It was a brisk afternoon, and we had just returned from the outlet mall where we had bought the boys new gym shoes. Our youngest son, Ezra, was running around the yard and chasing after a football. As I fondly watched on, snapping a few adorable pictures on my phone, one of my first thoughts was to share a photo with his birth mom. I remembered she had recently asked if he has started to run yet, so I switched over to video and recorded a short clip of him running across the yard. Her response was quick and full of joy. “Look at him run. I love it. It almost looks like he’s been running and walking for years!” I typed back “He’s a pro!” and her next message was when it hit me… she said “I’m so proud.”
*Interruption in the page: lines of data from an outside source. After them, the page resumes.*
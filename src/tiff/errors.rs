//! Custom error types for TIFF processing

use std::fmt;
use std::io;

/// TIFF-specific error types
#[derive(Debug)]
pub enum TiffError {
    /// I/O error
    IoError(io::Error),
    /// Invalid TIFF header
    InvalidHeader,
    /// Invalid byte order marker
    InvalidByteOrder(u16),
    /// Invalid BigTIFF header
    InvalidBigTIFFHeader,
    /// Unsupported TIFF version
    UnsupportedVersion(u16),
    /// Tag not found
    TagNotFound(u16),
    /// Unsupported field type
    UnsupportedFieldType(u16),
    /// Frame index past the end of the IFD chain
    FrameOutOfRange { index: usize, count: usize },
    /// Frame has neither strip nor tile data
    MissingImageData(usize),
    /// Frame samples are byte order dependent and the orders differ
    IncompatibleByteOrder { frame: usize, bits_per_sample: u16 },
    /// Output no longer fits the classic TIFF layout
    ClassicLimitExceeded(u64),
    /// Invalid configuration value
    ConfigError(String),
    /// Generic error with message
    GenericError(String),
}

impl fmt::Display for TiffError {
    fn fmt(&self, f: &mut fmt::Formatter<'_>) -> fmt::Result {
        match self {
            TiffError::IoError(e) => write!(f, "I/O error: {}", e),
            TiffError::InvalidHeader => write!(f, "Invalid TIFF header"),
            TiffError::InvalidByteOrder(v) => write!(f, "Invalid byte order marker: {:#06x}", v),
            TiffError::InvalidBigTIFFHeader => write!(f, "Invalid BigTIFF header"),
            TiffError::UnsupportedVersion(v) => write!(f, "Unsupported TIFF version: {}", v),
            TiffError::TagNotFound(tag) => write!(f, "Tag not found: {}", tag),
            TiffError::UnsupportedFieldType(ft) => write!(f, "Unsupported field type: {}", ft),
            TiffError::FrameOutOfRange { index, count } =>
                write!(f, "Frame {} out of range (file has {} frames)", index, count),
            TiffError::MissingImageData(frame) =>
                write!(f, "Frame {} has no strip or tile data", frame),
            TiffError::IncompatibleByteOrder { frame, bits_per_sample } =>
                write!(f, "Frame {} has {}-bit samples in a different byte order than the output",
                       frame, bits_per_sample),
            TiffError::ClassicLimitExceeded(offset) =>
                write!(f, "Offset {} exceeds the 4 GiB classic TIFF limit, write BigTIFF instead", offset),
            TiffError::ConfigError(msg) => write!(f, "Configuration error: {}", msg),
            TiffError::GenericError(msg) => write!(f, "TIFF error: {}", msg),
        }
    }
}

impl std::error::Error for TiffError {
    fn source(&self) -> Option<&(dyn std::error::Error + 'static)> {
        match self {
            TiffError::IoError(e) => Some(e),
            _ => None,
        }
    }
}

impl From<io::Error> for TiffError {
    fn from(error: io::Error) -> Self {
        TiffError::IoError(error)
    }
}

/// Result type for TIFF operations
pub type TiffResult<T> = Result<T, TiffError>;

impl From<String> for TiffError {
    fn from(msg: String) -> Self {
        TiffError::GenericError(msg)
    }
}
The thing I love most about open adoption is that there is someone else out there who will never tire of seeing pictures of him, receiving videos and hearing stories. While family and friends may “ooh and ahh” at his cuteness, “like “ the pictures I post on Facebook, and patiently listen as I yammer on about his newest achievement, no one else besides his birth parents feel the same sense of pride and amazement as my husband and I have. I know that if I send them a picture or a quick text telling them about his day, they will beam and smile the same way I did when it happened. No one else can possibly have the same love for a child as a parent has, and just because they chose to make an adoption plan for Ezra, the love for their child does not disappear at placement. They haven’t forgotten or moved on. He will remain their son forever; he just also has us as parents now, too.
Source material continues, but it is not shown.